The administration itself then holds a major portion of responsibility for the fact that five years after US-led forces toppled Saddam Hussein's regime, the majority of Americans believes that the US doesn't have an interest in what happens in post-Saddam Iraq and should simply remove its forces from the country at the first opportunity. If the administration was less concerned about obfuscating Syrian and Iranian centrality in the war, there can be little doubt that more Americans would understand why it is essential that the US not allow Iraq to fall into their hands. Indeed, a larger number of Americans would understand that Iran and Syria are waging this proxy war against coalition forces and Iraqis in a bid to advance their goal of regional dominance.
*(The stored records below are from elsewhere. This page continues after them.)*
use std::collections::HashMap;
use std::sync::Arc;
use tokio::sync::RwLock;
use tracing::{debug, warn};
use async_trait::async_trait;

use cascade_engine::{
    domain::ids::{JobId, ProcessDefinitionId, ProcessInstanceId, TaskId},
    domain::process_definition::{EventType, ProcessDefinition},
    domain::process_instance::ProcessInstance,
    domain::repository::{ProcessDefinitionRepository, ProcessInstanceRepository},
    EngineError,
};

/// In-memory implementation of the ProcessInstanceRepository
///
/// The stored revision is bumped on every save. A save whose revision differs
/// from the stored one fails with an optimistic lock conflict.
pub struct InMemoryProcessInstanceRepository {
    instances: Arc<RwLock<HashMap<String, ProcessInstance>>>,
}

impl InMemoryProcessInstanceRepository {
    /// Create a new in-memory process instance repository
    pub fn new(instances: Arc<RwLock<HashMap<String, ProcessInstance>>>) -> Self {
        Self { instances }
    }
}

fn check_revision(
    instances: &HashMap<String, ProcessInstance>,
    instance: &ProcessInstance,
) -> Result<(), EngineError> {
    let actual = instances.get(instance.id.as_str()).map_or(0, |stored| stored.revision);
    if actual != instance.revision {
        warn!(
            process_instance = %instance.id,
            expected = instance.revision,
            actual,
            "Rejecting stale process instance"
        );
        return Err(EngineError::OptimisticLockConflict {
            instance_id: instance.id.to_string(),
            expected: instance.revision,
            actual,
        });
    }
    Ok(())
}

fn store(instances: &mut HashMap<String, ProcessInstance>, instance: &ProcessInstance) -> u64 {
    let mut stored = instance.clone();
    stored.revision = instance.revision + 1;
    let revision = stored.revision;
    instances.insert(instance.id.to_string(), stored);
    revision
}

#[async_trait]
impl ProcessInstanceRepository for InMemoryProcessInstanceRepository {
    async fn find_by_id(
        &self,
        id: &ProcessInstanceId,
    ) -> Result<Option<ProcessInstance>, EngineError> {
        let instances = self.instances.read().await;
        Ok(instances.get(id.as_str()).cloned())
    }

    async fn save(&self, instance: &ProcessInstance) -> Result<u64, EngineError> {
        let mut instances = self.instances.write().await;
        check_revision(&instances, instance)?;
        let revision = store(&mut instances, instance);
        debug!(process_instance = %instance.id, revision, "Saved process instance");
        Ok(revision)
    }

    async fn save_all(&self, instances: &[ProcessInstance]) -> Result<(), EngineError> {
        let mut stored = self.instances.write().await;
        for instance in instances {
            check_revision(&stored, instance)?;
        }
        for instance in instances {
            store(&mut stored, instance);
        }
        debug!(count = instances.len(), "Saved process instances");
        Ok(())
    }

    async fn delete(&self, id: &ProcessInstanceId) -> Result<(), EngineError> {
        let mut instances = self.instances.write().await;
        instances.remove(id.as_str());
        Ok(())
    }

    async fn list_instances(
        &self,
        process_definition_id: Option<&ProcessDefinitionId>,
    ) -> Result<Vec<ProcessInstanceId>, EngineError> {
        let instances = self.instances.read().await;
        let mut ids: Vec<ProcessInstanceId> = instances
            .values()
            .filter(|instance| {
                process_definition_id.map_or(true, |id| instance.process_definition_id == *id)
            })
            .map(|instance| instance.id.clone())
            .collect();
        ids.sort();
        Ok(ids)
    }

    async fn find_by_task(&self, task_id: &TaskId) -> Result<Option<ProcessInstance>, EngineError> {
        let instances = self.instances.read().await;
        Ok(instances
            .values()
            .find(|instance| instance.tasks.iter().any(|t| t.id == *task_id))
            .cloned())
    }

    async fn find_by_job(&self, job_id: &JobId) -> Result<Option<ProcessInstance>, EngineError> {
        let instances = self.instances.read().await;
        Ok(instances
            .values()
            .find(|instance| instance.jobs.iter().any(|j| j.id == *job_id))
            .cloned())
    }

    async fn find_by_subscription(
        &self,
        event_type: EventType,
        event_name: &str,
    ) -> Result<Vec<ProcessInstance>, EngineError> {
        let instances = self.instances.read().await;
        let mut matching: Vec<ProcessInstance> = instances
            .values()
            .filter(|instance| {
                instance
                    .event_subscriptions
                    .iter()
                    .any(|s| s.event_type == event_type && s.event_name == event_name)
            })
            .cloned()
            .collect();
        matching.sort_by(|a, b| a.created_at.cmp(&b.created_at).then_with(|| a.id.cmp(&b.id)));
        Ok(matching)
    }
}

/// In-memory implementation of the ProcessDefinitionRepository
pub struct InMemoryProcessDefinitionRepository {
    definitions: Arc<RwLock<HashMap<String, Arc<ProcessDefinition>>>>,
}

impl InMemoryProcessDefinitionRepository {
    /// Create a new in-memory process definition repository
    pub fn new(definitions: Arc<RwLock<HashMap<String, Arc<ProcessDefinition>>>>) -> Self {
        Self { definitions }
    }
}

#[async_trait]
impl ProcessDefinitionRepository for InMemoryProcessDefinitionRepository {
    async fn find_by_id(
        &self,
        id: &ProcessDefinitionId,
    ) -> Result<Option<Arc<ProcessDefinition>>, EngineError> {
        let definitions = self.definitions.read().await;
        Ok(definitions.get(id.as_str()).cloned())
    }

    async fn find_latest_by_key(
        &self,
        key: &str,
    ) -> Result<Option<Arc<ProcessDefinition>>, EngineError> {
        let definitions = self.definitions.read().await;
        Ok(definitions
            .values()
            .filter(|definition| definition.key == key)
            .max_by_key(|definition| definition.version)
            .cloned())
    }

    async fn save(
        &self,
        definition: ProcessDefinition,
    ) -> Result<Arc<ProcessDefinition>, EngineError> {
        let mut definitions = self.definitions.write().await;
        let definition = Arc::new(definition);
        definitions.insert(definition.id.to_string(), definition.clone());
        debug!(definition = %definition.id, "Saved process definition");
        Ok(definition)
    }

    async fn list_definitions(&self) -> Result<Vec<ProcessDefinitionId>, EngineError> {
        let definitions = self.definitions.read().await;
        let mut ids: Vec<ProcessDefinitionId> =
            definitions.values().map(|definition| definition.id.clone()).collect();
        ids.sort();
        Ok(ids)
    }
}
Notably the US official who has been most consistent in highlighting Iran's central role in Iraq is US Commander in Iraq General David Petreaus. Petreaus and his officers, whose job it is to win the war in Iraq, apparently understand what the administration has spent the past five years ignoring. They understand that to secure the public support necessary to fight a long war, they need to tell the American public what the war is about, who the US is fighting and what is at stake.
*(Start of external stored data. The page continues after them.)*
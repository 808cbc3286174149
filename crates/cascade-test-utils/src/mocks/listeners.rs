//! Recording and failing execution listeners.

use cascade_engine::domain::process_definition::ListenerEvent;
use cascade_engine::{DataPacket, DelegateContext, ExecutionListener};
use parking_lot::Mutex;
use std::collections::HashMap;

/// One recorded listener call
#[derive(Debug, Clone, PartialEq)]
pub struct ListenerInvocation {
    /// Activity the listener fired for
    pub activity_id: String,
    /// Activity instance the listener fired for
    pub activity_instance_id: String,
    /// Start or end
    pub event: ListenerEvent,
    /// Variables visible at the time of the call
    pub variables: HashMap<String, DataPacket>,
}

/// Listener that records every call in order
#[derive(Debug, Default)]
pub struct RecordingListener {
    invocations: Mutex<Vec<ListenerInvocation>>,
}

impl RecordingListener {
    /// Create an empty recorder
    pub fn new() -> Self {
        Self::default()
    }

    /// All calls so far
    pub fn invocations(&self) -> Vec<ListenerInvocation> {
        self.invocations.lock().clone()
    }

    /// Activity ids of the calls for one event, in call order
    pub fn activities_for(&self, event: ListenerEvent) -> Vec<String> {
        self.invocations
            .lock()
            .iter()
            .filter(|invocation| invocation.event == event)
            .map(|invocation| invocation.activity_id.clone())
            .collect()
    }

    /// Number of calls for an activity and event
    pub fn count(&self, activity_id: &str, event: ListenerEvent) -> usize {
        self.invocations
            .lock()
            .iter()
            .filter(|invocation| invocation.activity_id == activity_id && invocation.event == event)
            .count()
    }

    /// Forget all recorded calls
    pub fn clear(&self) {
        self.invocations.lock().clear();
    }
}

impl ExecutionListener for RecordingListener {
    fn notify(&self, context: &DelegateContext) -> Result<(), String> {
        let Some(event) = context.event else {
            return Err("listener invoked without a lifecycle event".to_string());
        };
        self.invocations.lock().push(ListenerInvocation {
            activity_id: context.activity_id.to_string(),
            activity_instance_id: context.activity_instance_id.to_string(),
            event,
            variables: context.variables.clone(),
        });
        Ok(())
    }
}

/// Listener that always fails with the given message
#[derive(Debug, Clone)]
pub struct FailingListener {
    message: String,
}

impl FailingListener {
    /// Create a listener failing with `message`
    pub fn new(message: impl Into<String>) -> Self {
        Self {
            message: message.into(),
        }
    }
}

impl ExecutionListener for FailingListener {
    fn notify(&self, _context: &DelegateContext) -> Result<(), String> {
        Err(self.message.clone())
    }
}

#[cfg(test)]
mod tests {
    use super::*;
    use cascade_engine::{ActivityId, ActivityInstanceId, ProcessDefinitionId, ProcessInstanceId};

    fn context(activity: &str, event: ListenerEvent) -> DelegateContext {
        DelegateContext {
            process_instance_id: ProcessInstanceId::new("pi"),
            process_definition_id: ProcessDefinitionId::new("Process:1"),
            activity_id: ActivityId::new(activity),
            activity_instance_id: ActivityInstanceId::new(format!("{}:1", activity)),
            execution_id: None,
            event: Some(event),
            variables: HashMap::new(),
        }
    }

    #[test]
    fn test_recording_listener_keeps_order() {
        let listener = RecordingListener::new();
        listener.notify(&context("outer", ListenerEvent::Start)).unwrap();
        listener.notify(&context("inner", ListenerEvent::Start)).unwrap();
        listener.notify(&context("inner", ListenerEvent::End)).unwrap();

        assert_eq!(listener.activities_for(ListenerEvent::Start), vec!["outer", "inner"]);
        assert_eq!(listener.count("inner", ListenerEvent::End), 1);

        listener.clear();
        assert!(listener.invocations().is_empty());
    }

    #[test]
    fn test_failing_listener() {
        let listener = FailingListener::new("boom");
        assert_eq!(
            listener.notify(&context("task", ListenerEvent::End)),
            Err("boom".to_string())
        );
    }
}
Last week the Iranians rejected yet another European-American offer to appease them in a North Korean-styled deal in exchange for a pause in their uranium-enrichment activities. The Iranians also introduced a new set of advanced centrifuges to their Natanz nuclear installation which are apparently better equipped to enrich uranium to weapons grade than the current 3,000 centrifuges now operating at the facility. The Iranians also promised that on Tuesday April 8 - a day they have designated their celebration of nuclear power day - they will provide more "good news" about their atomic program.
So as it wages war against the US in Iraq and against Israel in Lebanon and Gaza, supported by its Syrian and North Korean allies, Iran moves brazenly and swiftly forward in its bid to acquire nuclear weapons. And as it moves, it drags the US and Israel ever closer to a great war. The question is how can the US be expected to handle the coming conflagration when it demurs from explaining its eminently more manageable current situation either to itself or to its public?